More women, children now on lifesaving HIV treatment worldwide
The Elizabeth Glaser Pediatric AIDS Foundation (EGPAF) applauds today's announcement from the Joint United Nations Programme on HIV/AIDS (UNAIDS) that the goal of providing 15 million people with lifesaving antiretroviral therapy (ART) by 2015 has been met nine months ahead of schedule. The report, titled "How AIDS Changed Everything" provides a detailed breakdown of the progress made toward achieving Millennium Development Goal (MDG) 6: Halting and reversing the spread of HIV.
A key success has been the unprecedented global response to treating and preventing AIDS in children. In 2000, approximately 520,000 children became newly infected with HIV. In the absence of ART, children were dying in large numbers. However, global scale-up of prevention of mother-to-child transmission of HIV (PMTCT) services has yielded remarkable results. Between 2000 and 2014, the percentage of pregnant women living with HIV with access to ART rose to 73 percent and new HIV infections among children dropped by 58 percent—leading to 1.4 million averted pediatric HIV infections worldwide.
"What the global HIV/AIDS community has achieved is truly extraordinary," said Charles Lyons, EGPAF president and CEO. "We can end AIDS in children. What we need now is continued global commitments to dramatically scale up HIV treatment and prevention services and access to them, especially for women and children."

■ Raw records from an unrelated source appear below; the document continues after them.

//! Per-file import alias resolution.
//!
//! Builds a flat mapping from local identifiers to fully-qualified dotted
//! paths, from top-level import statements only. Imports nested inside
//! functions or classes are invisible by design, star imports contribute
//! nothing, and relative-import dots are dropped. This is deliberately
//! heuristic; matchers only ever substring-match the resolved paths.

use crate::parse::{children_by_field, named_children, node_text, ParsedFile};
use std::collections::BTreeMap;
use tree_sitter::Node;

/// Local identifier -> fully-qualified dotted import path.
pub type AliasMap = BTreeMap<String, String>;

/// Builds the alias map for one parsed file.
///
/// `import gdsfactory as gf` maps `gf -> gdsfactory`;
/// `from gdsfactory import cell` maps `cell -> gdsfactory.cell`.
#[must_use]
pub fn import_aliases(file: &ParsedFile) -> AliasMap {
    let source = file.bytes();
    let mut aliases = AliasMap::new();

    for node in named_children(file.root()) {
        match node.kind() {
            "import_statement" => collect_plain_import(node, source, &mut aliases),
            "import_from_statement" => collect_from_import(node, source, &mut aliases),
            _ => {}
        }
    }

    aliases
}

fn collect_plain_import(node: Node<'_>, source: &[u8], aliases: &mut AliasMap) {
    for name in children_by_field(node, "name") {
        match name.kind() {
            "dotted_name" => {
                let path = node_text(name, source);
                aliases.insert(path.to_string(), path.to_string());
            }
            "aliased_import" => {
                if let (Some(target), Some(alias)) = (
                    name.child_by_field_name("name"),
                    name.child_by_field_name("alias"),
                ) {
                    aliases.insert(
                        node_text(alias, source).to_string(),
                        node_text(target, source).to_string(),
                    );
                }
            }
            _ => {}
        }
    }
}

fn collect_from_import(node: Node<'_>, source: &[u8], aliases: &mut AliasMap) {
    let module = node
        .child_by_field_name("module_name")
        .map(|m| module_path(m, source))
        .unwrap_or_default();

    for name in children_by_field(node, "name") {
        let (target, local) = match name.kind() {
            "dotted_name" => {
                let text = node_text(name, source);
                (text, text)
            }
            "aliased_import" => {
                let (Some(t), Some(a)) = (
                    name.child_by_field_name("name"),
                    name.child_by_field_name("alias"),
                ) else {
                    continue;
                };
                (node_text(t, source), node_text(a, source))
            }
            // `from m import *` resolves nothing.
            _ => continue,
        };

        let qualified = if module.is_empty() {
            target.to_string()
        } else {
            format!("{module}.{target}")
        };
        aliases.insert(local.to_string(), qualified);
    }
}

/// Extracts the dotted module path, dropping any relative-import level dots.
fn module_path(node: Node<'_>, source: &[u8]) -> String {
    match node.kind() {
        "dotted_name" => node_text(node, source).to_string(),
        "relative_import" => named_children(node)
            .into_iter()
            .find(|c| c.kind() == "dotted_name")
            .map(|c| node_text(c, source).to_string())
            .unwrap_or_default(),
        _ => String::new(),
    }
}

/// Resolves a local name through the alias map, defaulting to the name itself.
#[must_use]
pub fn resolve<'a>(aliases: &'a AliasMap, name: &'a str) -> &'a str {
    aliases.get(name).map_or(name, String::as_str)
}

#[cfg(test)]
mod tests {
    use super::*;
    use crate::parse::parse_source;

    fn aliases_of(src: &str) -> AliasMap {
        let file = parse_source("test.py", src.to_string()).unwrap();
        import_aliases(&file)
    }

    #[test]
    fn plain_import_with_alias() {
        let map = aliases_of("import gdsfactory as gf\n");
        assert_eq!(map.get("gf").map(String::as_str), Some("gdsfactory"));
    }

    #[test]
    fn plain_import_without_alias() {
        let map = aliases_of("import gdsfactory.components\n");
        assert_eq!(
            map.get("gdsfactory.components").map(String::as_str),
            Some("gdsfactory.components")
        );
    }

    #[test]
    fn from_import() {
        let map = aliases_of("from gdsfactory import cell\n");
        assert_eq!(map.get("cell").map(String::as_str), Some("gdsfactory.cell"));
    }

    #[test]
    fn from_import_with_alias() {
        let map = aliases_of("from gdsfactory.typings import Component as C\n");
        assert_eq!(
            map.get("C").map(String::as_str),
            Some("gdsfactory.typings.Component")
        );
    }

    #[test]
    fn relative_import_level_is_dropped() {
        let map = aliases_of("from ..tech import LAYER\n");
        assert_eq!(map.get("LAYER").map(String::as_str), Some("tech.LAYER"));
    }

    #[test]
    fn bare_relative_import() {
        let map = aliases_of("from . import cells\n");
        assert_eq!(map.get("cells").map(String::as_str), Some("cells"));
    }

    #[test]
    fn star_import_contributes_nothing() {
        let map = aliases_of("from gdsfactory.components import *\n");
        assert!(map.is_empty());
    }

    #[test]
    fn nested_imports_are_invisible() {
        let map = aliases_of("def f():\n    import gdsfactory as gf\n");
        assert!(map.is_empty());
    }

    #[test]
    fn resolve_defaults_to_identity() {
        let map = aliases_of("import gdsfactory as gf\n");
        assert_eq!(resolve(&map, "gf"), "gdsfactory");
        assert_eq!(resolve(&map, "unknown"), "unknown");
    }
}
//! End-to-end runs of the built-in check set against fixture repositories.
//!
//! Fixtures are built on the fly with `tempfile` so each test owns its
//! repository tree.

use pdk_lint_checks::all_checks;
use pdk_lint_core::{RunSummary, Runner};
use std::fs;
use std::path::Path;
use tempfile::TempDir;

fn write(root: &Path, rel: &str, content: &str) {
    let path = root.join(rel);
    fs::create_dir_all(path.parent().unwrap()).unwrap();
    fs::write(path, content).unwrap();
}

fn lint(repo: &TempDir) -> RunSummary {
    Runner::builder()
        .root(repo.path())
        .checks(all_checks())
        .build()
        .run()
        .expect("run should not fail on fixture repos")
}

const PYPROJECT: &str = "[project]\nname = \"mypdk\"\n";

const COMPLIANT_INIT: &str = r#"from gdsfactory import Pdk
from gdsfactory.get_factories import get_cells

from mypdk import cells, tech
from mypdk.tech import LAYER, LAYER_STACK, LAYER_VIEWS, cross_sections, routing_strategies

__version__ = "0.1.0"
__all__ = ["PDK", "LAYER", "cells", "tech"]

PDK = Pdk(
    name="mypdk",
    cells=get_cells([cells]),
    layers=LAYER,
    cross_sections=cross_sections,
    layer_views=LAYER_VIEWS,
    layer_stack=LAYER_STACK,
    routing_strategies=routing_strategies,
)
"#;

const COMPLIANT_TECH: &str = r#"class LAYER:
    WG = (1, 0)
    SLAB = (2, 0)

LAYER_STACK = {"WG": 220}
LAYER_VIEWS = {"WG": "waveguide"}

def cross_sections():
    return {}

routing_strategies = {"route_bundle": None}
"#;

const COMPLIANT_CELLS: &str = r#"import gdsfactory as gf

from mypdk.tech import LAYER


@gf.cell
def straight(length: float = 10.0) -> gf.Component:
    """A straight waveguide.

    Args:
        length: waveguide length in um.
    """
    c = gf.Component()
    c.add_polygon([(0.0, 0.0), (length, 0.0)], layer=LAYER.WG)
    return c
"#;

/// A flat single-band repository that satisfies every built-in check.
fn compliant_repo() -> TempDir {
    let repo = TempDir::new().unwrap();
    write(repo.path(), "pyproject.toml", PYPROJECT);
    write(repo.path(), "mypdk/__init__.py", COMPLIANT_INIT);
    write(repo.path(), "mypdk/tech.py", COMPLIANT_TECH);
    write(repo.path(), "mypdk/cells.py", COMPLIANT_CELLS);
    repo
}

#[test]
fn compliant_repo_is_silent_with_exit_zero() {
    let repo = compliant_repo();
    let summary = lint(&repo);
    assert_eq!(
        summary.render(),
        "",
        "clean repos must produce no output, got:\n{}",
        summary.render()
    );
    assert_eq!(summary.exit_code(), 0);
}

#[test]
fn repeated_runs_are_byte_identical() {
    let repo = compliant_repo();
    write(
        repo.path(),
        "mypdk/cells.py",
        "import gdsfactory as gf\n\n@gf.cell\ndef bad() -> gf.Component:\n    return gf.Component(layer=(1, 0))\n",
    );
    let first = lint(&repo).render();
    let second = lint(&repo).render();
    assert!(!first.is_empty());
    assert_eq!(first, second);
}

#[test]
fn raw_layer_keyword_tuple_is_one_error_with_values_and_line() {
    let repo = compliant_repo();
    write(
        repo.path(),
        "mypdk/cells.py",
        "import gdsfactory as gf\n\n@gf.cell\ndef bad():\n    \"\"\"Bad cell.\"\"\"\n    c = gf.Component()\n    c.add_polygon([(0.0, 0.0)], layer=(1, 0))\n    return c\n",
    );
    let summary = lint(&repo);
    let layer_errors: Vec<_> = summary
        .results
        .iter()
        .flat_map(|r| r.errors())
        .filter(|f| f.message.contains("raw layer tuple"))
        .collect();
    assert_eq!(layer_errors.len(), 1);
    assert_eq!(
        layer_errors[0].message,
        "raw layer tuple (1, 0) - use a named LAYER constant instead"
    );
    assert_eq!(
        layer_errors[0].location.as_ref().unwrap().line,
        Some(7),
        "error must point at the add_polygon line"
    );
    assert_eq!(summary.exit_code(), 1);
}

#[test]
fn size_keyword_tuple_is_not_a_layer() {
    let repo = compliant_repo();
    write(
        repo.path(),
        "mypdk/cells.py",
        "import gdsfactory as gf\n\nfrom mypdk.tech import LAYER\n\n@gf.cell\ndef pad():\n    \"\"\"A pad.\"\"\"\n    c = gf.Component()\n    c.add_ref(gf.components.rectangle(size=(100, 100), layer=LAYER.WG))\n    return c\n",
    );
    let summary = lint(&repo);
    assert!(summary
        .results
        .iter()
        .flat_map(|r| r.findings.iter())
        .all(|f| !f.message.contains("raw layer tuple")));
}

#[test]
fn aliased_framework_decorator_is_recognized() {
    let repo = compliant_repo();
    // Non-standard alias plus a bare imported decorator name.
    write(
        repo.path(),
        "mypdk/cells.py",
        "import gdsfactory as fw\nfrom gdsfactory import cell\n\n@fw.cell\ndef one():\n    \"\"\"One.\"\"\"\n    return fw.Component()\n\n@cell\ndef two():\n    \"\"\"Two.\"\"\"\n    return fw.Component()\n",
    );
    let summary = lint(&repo);
    // Both functions carry the decorator and a docstring, so cells-structure
    // reports nothing for them.
    assert!(summary
        .results
        .iter()
        .find(|r| r.check == "check-cells-structure")
        .unwrap()
        .is_clean());
}

#[test]
fn single_missing_kwarg_lists_only_itself() {
    let repo = compliant_repo();
    write(
        repo.path(),
        "mypdk/__init__.py",
        "from gdsfactory import Pdk\nfrom gdsfactory.get_factories import get_cells\nfrom mypdk import cells\n\n__version__ = \"0.1.0\"\n__all__ = [\"PDK\"]\n\nPDK = Pdk(\n    name=\"mypdk\",\n    cells=get_cells([cells]),\n    cross_sections={},\n    layer_views=None,\n    layer_stack=None,\n    routing_strategies=None,\n)\n",
    );
    let summary = lint(&repo);
    let pdk_errors: Vec<_> = summary
        .results
        .iter()
        .find(|r| r.check == "check-pdk-object")
        .unwrap()
        .errors()
        .map(|f| f.message.clone())
        .collect();
    assert_eq!(pdk_errors, ["Pdk() missing required kwargs: [\"layers\"]"]);
}

#[test]
fn syntax_errors_never_abort_the_run() {
    let repo = compliant_repo();
    write(repo.path(), "mypdk/cells.py", "def broken(:\n");
    write(repo.path(), "mypdk/tech.py", "class LAYER(:\n");
    let summary = lint(&repo);
    // Parse failures surface as warnings, never as errors or Err.
    assert_eq!(summary.exit_code(), 0);
    let warnings: Vec<_> = summary
        .results
        .iter()
        .flat_map(|r| r.warnings())
        .filter(|f| f.message.contains("syntax error"))
        .collect();
    assert!(!warnings.is_empty());
}

#[test]
fn warnings_alone_keep_exit_zero_but_render_output() {
    let repo = compliant_repo();
    // Drop the recommended routing_strategies from tech.py.
    write(
        repo.path(),
        "mypdk/tech.py",
        "class LAYER:\n    WG = (1, 0)\n\nLAYER_STACK = {}\nLAYER_VIEWS = {}\n\ndef cross_sections():\n    return {}\n",
    );
    // And from the Pdk call.
    write(
        repo.path(),
        "mypdk/__init__.py",
        "from gdsfactory import Pdk\nfrom gdsfactory.get_factories import get_cells\nfrom mypdk import cells\n\n__version__ = \"0.1.0\"\n__all__ = [\"PDK\"]\n\nPDK = Pdk(\n    name=\"mypdk\",\n    cells=get_cells([cells]),\n    layers=None,\n    cross_sections={},\n    layer_views=None,\n    layer_stack=None,\n)\n",
    );
    let summary = lint(&repo);
    assert_eq!(summary.exit_code(), 0);
    let rendered = summary.render();
    assert!(rendered.contains("warnings:"));
    assert!(rendered.contains("0 error(s) found"));
}

#[test]
fn multi_band_repo_reports_band_drift() {
    let repo = TempDir::new().unwrap();
    write(repo.path(), "pyproject.toml", PYPROJECT);
    write(repo.path(), "mypdk/__init__.py", COMPLIANT_INIT);
    for band in ["cband", "oband"] {
        write(repo.path(), &format!("mypdk/{band}/__init__.py"), "");
        write(
            repo.path(),
            &format!("mypdk/{band}/cells.py"),
            COMPLIANT_CELLS,
        );
    }
    write(repo.path(), "mypdk/cband/tech.py", COMPLIANT_TECH);

    let summary = lint(&repo);
    let multi = summary
        .results
        .iter()
        .find(|r| r.check == "check-multi-band")
        .unwrap();
    assert!(multi
        .errors()
        .any(|f| f.message == "missing tech.py"
            && f.location.as_ref().unwrap().file.ends_with("oband")));
    assert!(multi
        .warnings()
        .any(|f| f.message.contains("cband has_tech=true but oband has_tech=false")));
    assert_eq!(summary.exit_code(), 1);
}

#[test]
fn empty_repo_degrades_to_warnings_only() {
    let repo = TempDir::new().unwrap();
    let summary = lint(&repo);
    assert_eq!(summary.exit_code(), 0);
    // Discovery-dependent checks either skip silently or warn once.
    for result in &summary.results {
        assert!(!result.has_errors(), "{} errored", result.check);
    }
}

Despite this tremendous progress, more than 220,000 children were newly infected with HIV in 2014; meaning more than 600 children are still infected every single day. The majority of these children don't have access to the treatment they need—only 32 percent of the 2.6 million children living with HIV had access to ART in 2014. Without treatment, half of these children will die before age 2, and 80 percent won't live past age 5.
"No parent should ever have to endure the pain of losing a child to AIDS, and no child should be orphaned by the virus," said EGPAF Ambassador Florence Ngobeni-Allen, whose personal story of losing her first daughter to AIDS and later realizing her dream of having a family despite her HIV-positive status is featured in the new report. "Fortunately, so much has changed for women and children who are living with and affected by HIV. More mothers than ever before can now access lifesaving medications that will ensure their babies will be born and remain HIV-free. I am so proud to be one of those of mothers."
The report's findings are especially significant as the global HIV/AIDS community looks to create a new framework for achieving UNAIDS's ambitious goal to end AIDS by 2030. As both the MDGs and the Global Plan are set to sunset later this year, new Sustainable Development Goals (SDGs) are scheduled to launch at the upcoming UN General Assembly in September 2015 and are expected to include new HIV/AIDS targets as part of a broader health goal.
"Millions of lives have been saved and changed," said Lyons. "Under the transformational leadership of the U.S. President's Emergency Plan for AIDS Relief (PEPFAR), UNAIDS, and other partners, EGPAF has reached more than 22 million women with lifesaving services that protect their health and keep their babies HIV-free. However, we have many more women and children to reach in order to end the AIDS epidemic. And we can't do it alone. Only by accelerating our work together as a global community, with common intention and resources, will we be able to create a world where no child has AIDS."